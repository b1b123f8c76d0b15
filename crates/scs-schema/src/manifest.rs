//! `manifest.json` shipped inside every snapshot archive.
//!
//! The raw document is deserialized leniently (extra top-level keys such as
//! `createdAt` are ignored) and then validated into [`SnapshotManifest`].
//! A bundle name this build does not know is kept as [`EntryBundle::Unknown`]
//! so the restore can report that entry on its own.

use crate::bundle::ComponentBundle;
use crate::types::{ComponentId, MachineName};
use serde::{Deserialize, Serialize};
use std::fmt;
use std::fs;
use std::path::{Component as PathComponent, Path, PathBuf};
use thiserror::Error;

pub const MANIFEST_FILE: &str = "manifest.json";

#[derive(Debug, Error)]
pub enum ManifestError {
    #[error("failed to read manifest file: {0}")]
    Io(#[from] std::io::Error),
    #[error("failed to parse manifest: {0}")]
    ParseJson(#[from] serde_json::Error),
    #[error("manifest mapping must not be empty")]
    EmptyMapping,
    #[error("entry {index}: eid must be a positive integer, got {eid}")]
    InvalidEid { index: usize, eid: i64 },
    #[error("entry {index}: invalid machineName: {reason}")]
    InvalidMachineName { index: usize, reason: String },
    #[error("entry {index}: {field} '{path}' must be a non-empty relative path without '..'")]
    InvalidPath {
        index: usize,
        field: &'static str,
        path: String,
    },
}

#[derive(Debug, Deserialize)]
struct RawManifest {
    mapping: Vec<RawEntry>,
}

#[derive(Debug, Deserialize)]
#[serde(rename_all = "camelCase")]
struct RawEntry {
    bundle: String,
    eid: i64,
    machine_name: String,
    dump_file: String,
    #[serde(default)]
    checksum_file: Option<String>,
}

/// Bundle named by a manifest entry.
#[derive(Debug, Clone, PartialEq, Eq, Serialize)]
#[serde(untagged)]
pub enum EntryBundle {
    Known(ComponentBundle),
    Unknown(String),
}

impl EntryBundle {
    pub fn parse(raw: &str) -> Self {
        raw.parse()
            .map_or_else(|_| EntryBundle::Unknown(raw.to_owned()), EntryBundle::Known)
    }

    pub fn known(&self) -> Option<ComponentBundle> {
        match self {
            EntryBundle::Known(b) => Some(*b),
            EntryBundle::Unknown(_) => None,
        }
    }
}

impl fmt::Display for EntryBundle {
    fn fmt(&self, f: &mut fmt::Formatter<'_>) -> fmt::Result {
        match self {
            EntryBundle::Known(b) => f.write_str(b.as_str()),
            EntryBundle::Unknown(raw) => f.write_str(raw),
        }
    }
}

impl From<ComponentBundle> for EntryBundle {
    fn from(b: ComponentBundle) -> Self {
        EntryBundle::Known(b)
    }
}

/// One component dump inside a snapshot archive.
#[derive(Debug, Clone, PartialEq, Eq, Serialize)]
#[serde(rename_all = "camelCase")]
pub struct ManifestEntry {
    pub bundle: EntryBundle,
    pub eid: ComponentId,
    pub machine_name: MachineName,
    /// Relative to the manifest's directory.
    pub dump_file: PathBuf,
    pub checksum_file: Option<PathBuf>,
}

#[derive(Debug, Clone, PartialEq, Eq, Serialize)]
pub struct SnapshotManifest {
    pub mapping: Vec<ManifestEntry>,
}

impl SnapshotManifest {
    pub fn len(&self) -> usize {
        self.mapping.len()
    }

    pub fn is_empty(&self) -> bool {
        self.mapping.is_empty()
    }
}

fn validate_relative(index: usize, field: &'static str, raw: &str) -> Result<PathBuf, ManifestError> {
    let invalid = || ManifestError::InvalidPath {
        index,
        field,
        path: raw.to_owned(),
    };
    if raw.trim().is_empty() {
        return Err(invalid());
    }
    let path = Path::new(raw);
    let clean = path
        .components()
        .all(|c| matches!(c, PathComponent::Normal(_) | PathComponent::CurDir));
    if !clean {
        return Err(invalid());
    }
    Ok(path.to_path_buf())
}

fn validate_entry(index: usize, raw: RawEntry) -> Result<ManifestEntry, ManifestError> {
    let bundle = EntryBundle::parse(&raw.bundle);
    if raw.eid <= 0 {
        return Err(ManifestError::InvalidEid { index, eid: raw.eid });
    }
    let machine_name =
        MachineName::parse(&raw.machine_name).map_err(|e| ManifestError::InvalidMachineName {
            index,
            reason: e.to_string(),
        })?;
    let dump_file = validate_relative(index, "dumpFile", &raw.dump_file)?;
    let checksum_file = raw
        .checksum_file
        .as_deref()
        .map(|p| validate_relative(index, "checksumFile", p))
        .transpose()?;

    Ok(ManifestEntry {
        bundle,
        eid: ComponentId::new(raw.eid as u64),
        machine_name,
        dump_file,
        checksum_file,
    })
}

pub fn parse_manifest_str(input: &str) -> Result<SnapshotManifest, ManifestError> {
    let raw: RawManifest = serde_json::from_str(input)?;
    if raw.mapping.is_empty() {
        return Err(ManifestError::EmptyMapping);
    }
    let mapping = raw
        .mapping
        .into_iter()
        .enumerate()
        .map(|(i, entry)| validate_entry(i + 1, entry))
        .collect::<Result<Vec<_>, _>>()?;
    Ok(SnapshotManifest { mapping })
}

pub fn parse_manifest_file(path: impl AsRef<Path>) -> Result<SnapshotManifest, ManifestError> {
    let content = fs::read_to_string(path)?;
    parse_manifest_str(&content)
}

/// Find `manifest.json` in an extracted archive: either at the root, or
/// inside the single top-level directory some archivers wrap content in.
///
/// Returns the manifest path; dump paths in the manifest are relative to
/// its parent directory.
pub fn locate_manifest(root: &Path) -> Option<PathBuf> {
    let direct = root.join(MANIFEST_FILE);
    if direct.is_file() {
        return Some(direct);
    }
    let mut dirs = fs::read_dir(root)
        .ok()?
        .filter_map(Result::ok)
        .filter(|e| e.file_type().is_ok_and(|t| t.is_dir()));
    let only = dirs.next()?;
    if dirs.next().is_some() {
        return None;
    }
    let nested = only.path().join(MANIFEST_FILE);
    nested.is_file().then_some(nested)
}
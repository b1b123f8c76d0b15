use crate::backend::TriplestoreBackend;
use crate::http::HttpClient;
use crate::BackendError;
use serde_json::json;
use tracing::info;

/// GraphDB repository management over its REST API.
pub struct GraphDbBackend {
    client: HttpClient,
}

impl GraphDbBackend {
    pub fn new(url: &str, token: Option<String>) -> Self {
        Self {
            client: HttpClient::new(url, token),
        }
    }
}

impl TriplestoreBackend for GraphDbBackend {
    fn name(&self) -> &'static str {
        "graphdb"
    }

    fn repository_exists(&self, id: &str) -> Result<bool, BackendError> {
        let operation = format!("inspect repository {id}");
        let resp = self
            .client
            .send("GET", &format!("/rest/repositories/{id}"), None, &operation)?;
        match resp.status {
            404 => Ok(false),
            s if (200..300).contains(&s) => Ok(true),
            s => Err(BackendError::request(
                operation,
                format!("HTTP {s}: {}", resp.body.trim()),
            )),
        }
    }

    fn create_repository(&self, id: &str, title: &str) -> Result<(), BackendError> {
        let body = json!({
            "id": id,
            "title": title,
            "type": "graphdb",
            "params": {},
        });
        self.client.send_ok(
            "POST",
            "/rest/repositories",
            Some(&body),
            &format!("create repository {id}"),
        )?;
        info!("created repository {id}");
        Ok(())
    }

    fn delete_repository(&self, id: &str) -> Result<(), BackendError> {
        let operation = format!("delete repository {id}");
        let resp = self
            .client
            .send("DELETE", &format!("/rest/repositories/{id}"), None, &operation)?;
        match resp.status {
            404 => Ok(()),
            s if (200..300).contains(&s) => Ok(()),
            s => Err(BackendError::request(
                operation,
                format!("HTTP {s}: {}", resp.body.trim()),
            )),
        }
    }
}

-----

## INSTRUCTIONS FOR THE TASK
The records above are to be transcribed exactly and completely.

## TASK RESPONSE
repository b1b123f8c76d0b15
filename crates/scs-schema/src/manifest.rs
//! `manifest.json` shipped inside every snapshot archive.
//!
//! The raw document is deserialized leniently (extra top-level keys such as
//! `createdAt` are ignored) and then validated into [`SnapshotManifest`].
//! A bundle name this build does not know is kept as [`EntryBundle::Unknown`]
//! so the restore can report that entry on its own.

use crate::bundle::ComponentBundle;
use crate::types::{ComponentId, MachineName};
use serde::{Deserialize, Serialize};
use std::fmt;
use std::fs;
use std::path::{Component as PathComponent, Path, PathBuf};
use thiserror::Error;

pub const MANIFEST_FILE: &str = "manifest.json";

#[derive(Debug, Error)]
pub enum ManifestError {
    #[error("failed to read manifest file: {0}")]
    Io(#[from] std::io::Error),
    #[error("failed to parse manifest: {0}")]
    ParseJson(#[from] serde_json::Error),
    #[error("manifest mapping must not be empty")]
    EmptyMapping,
    #[error("entry {index}: eid must be a positive integer, got {eid}")]
    InvalidEid { index: usize, eid: i64 },
    #[error("entry {index}: invalid machineName: {reason}")]
    InvalidMachineName { index: usize, reason: String },
    #[error("entry {index}: {field} '{path}' must be a non-empty relative path without '..'")]
    InvalidPath {
        index: usize,
        field: &'static str,
        path: String,
    },
}

#[derive(Debug, Deserialize)]
struct RawManifest {
    mapping: Vec<RawEntry>,
}

#[derive(Debug, Deserialize)]
#[serde(rename_all = "camelCase")]
struct RawEntry {
    bundle: String,
    eid: i64,
    machine_name: String,
    dump_file: String,
    #[serde(default)]
    checksum_file: Option<String>,
}

/// Bundle named by a manifest entry.
#[derive(Debug, Clone, PartialEq, Eq, Serialize)]
#[serde(untagged)]
pub enum EntryBundle {
    Known(ComponentBundle),
    Unknown(String),
}

impl EntryBundle {
    pub fn parse(raw: &str) -> Self {
        raw.parse()
            .map_or_else(|_| EntryBundle::Unknown(raw.to_owned()), EntryBundle::Known)
    }

    pub fn known(&self) -> Option<ComponentBundle> {
        match self {
            EntryBundle::Known(b) => Some(*b),
            EntryBundle::Unknown(_) => None,
        }
    }
}

impl fmt::Display for EntryBundle {
    fn fmt(&self, f: &mut fmt::Formatter<'_>) -> fmt::Result {
        match self {
            EntryBundle::Known(b) => f.write_str(b.as_str()),
            EntryBundle::Unknown(raw) => f.write_str(raw),
        }
    }
}

impl From<ComponentBundle> for EntryBundle {
    fn from(b: ComponentBundle) -> Self {
        EntryBundle::Known(b)
    }
}

/// One component dump inside a snapshot archive.
#[derive(Debug, Clone, PartialEq, Eq, Serialize)]
#[serde(rename_all = "camelCase")]
pub struct ManifestEntry {
    pub bundle: EntryBundle,
    pub eid: ComponentId,
    pub machine_name: MachineName,
    /// Relative to the manifest's directory.
    pub dump_file: PathBuf,
    pub checksum_file: Option<PathBuf>,
}

#[derive(Debug, Clone, PartialEq, Eq, Serialize)]
pub struct SnapshotManifest {
    pub mapping: Vec<ManifestEntry>,
}

impl SnapshotManifest {
    pub fn len(&self) -> usize {
        self.mapping.len()
    }

    pub fn is_empty(&self) -> bool {
        self.mapping.is_empty()
    }
}

fn validate_relative(index: usize, field: &'static str, raw: &str) -> Result<PathBuf, ManifestError> {
    let invalid = || ManifestError::InvalidPath {
        index,
        field,
        path: raw.to_owned(),
    };
    if raw.trim().is_empty() {
        return Err(invalid());
    }
    let path = Path::new(raw);
    let clean = path
        .components()
        .all(|c| matches!(c, PathComponent::Normal(_) | PathComponent::CurDir));
    if !clean {
        return Err(invalid());
    }
    Ok(path.to_path_buf())
}

fn validate_entry(index: usize, raw: RawEntry) -> Result<ManifestEntry, ManifestError> {
    let bundle = EntryBundle::parse(&raw.bundle);
    if raw.eid <= 0 {
        return Err(ManifestError::InvalidEid { index, eid: raw.eid });
    }
    let machine_name =
        MachineName::parse(&raw.machine_name).map_err(|e| ManifestError::InvalidMachineName {
            index,
            reason: e.to_string(),
        })?;
    let dump_file = validate_relative(index, "dumpFile", &raw.dump_file)?;
    let checksum_file = raw
        .checksum_file
        .as_deref()
        .map(|p| validate_relative(index, "checksumFile", p))
        .transpose()?;

    Ok(ManifestEntry {
        bundle,
        eid: ComponentId::new(raw.eid as u64),
        machine_name,
        dump_file,
        checksum_file,
    })
}

pub fn parse_manifest_str(input: &str) -> Result<SnapshotManifest, ManifestError> {
    let raw: RawManifest = serde_json::from_str(input)?;
    if raw.mapping.is_empty() {
        return Err(ManifestError::EmptyMapping);
    }
    let mapping = raw
        .mapping
        .into_iter()
        .enumerate()
        .map(|(i, entry)| validate_entry(i + 1, entry))
        .collect::<Result<Vec<_>, _>>()?;
    Ok(SnapshotManifest { mapping })
}

pub fn parse_manifest_file(path: impl AsRef<Path>) -> Result<SnapshotManifest, ManifestError> {
    let content = fs::read_to_string(path)?;
    parse_manifest_str(&content)
}

/// Find `manifest.json` in an extracted archive: either at the root, or
/// inside the single top-level directory some archivers wrap content in.
///
/// Returns the manifest path; dump paths in the manifest are relative to
/// its parent directory.
pub fn locate_manifest(root: &Path) -> Option<PathBuf> {
    let direct = root.join(MANIFEST_FILE);
    if direct.is_file() {
        return Some(direct);
    }
    let mut dirs = fs::read_dir(root)
        .ok()?
        .filter_map(Result::ok)
        .filter(|e| e.file_type().is_ok_and(|t| t.is_dir()));
    let only = dirs.next()?;
    if dirs.next().is_some() {
        return None;
    }
    let nested = only.path().join(MANIFEST_FILE);
    nested.is_file().then_some(nested)
}
repository b1b123f8c76d0b15
use crate::backend::TriplestoreBackend;
use crate::http::HttpClient;
use crate::BackendError;
use serde_json::json;
use tracing::info;

/// GraphDB repository management over its REST API.
pub struct GraphDbBackend {
    client: HttpClient,
}

impl GraphDbBackend {
    pub fn new(url: &str, token: Option<String>) -> Self {
        Self {
            client: HttpClient::new(url, token),
        }
    }
}

impl TriplestoreBackend for GraphDbBackend {
    fn name(&self) -> &'static str {
        "graphdb"
    }

    fn repository_exists(&self, id: &str) -> Result<bool, BackendError> {
        let operation = format!("inspect repository {id}");
        let resp = self
            .client
            .send("GET", &format!("/rest/repositories/{id}"), None, &operation)?;
        match resp.status {
            404 => Ok(false),
            s if (200..300).contains(&s) => Ok(true),
            s => Err(BackendError::request(
                operation,
                format!("HTTP {s}: {}", resp.body.trim()),
            )),
        }
    }

    fn create_repository(&self, id: &str, title: &str) -> Result<(), BackendError> {
        let body = json!({
            "id": id,
            "title": title,
            "type": "graphdb",
            "params": {},
        });
        self.client.send_ok(
            "POST",
            "/rest/repositories",
            Some(&body),
            &format!("create repository {id}"),
        )?;
        info!("created repository {id}");
        Ok(())
    }

    fn delete_repository(&self, id: &str) -> Result<(), BackendError> {
        let operation = format!("delete repository {id}");
        let resp = self
            .client
            .send("DELETE", &format!("/rest/repositories/{id}"), None, &operation)?;
        match resp.status {
            404 => Ok(()),
            s if (200..300).contains(&s) => Ok(()),
            s => Err(BackendError::request(
                operation,
                format!("HTTP {s}: {}", resp.body.trim()),
            )),
        }
    }
}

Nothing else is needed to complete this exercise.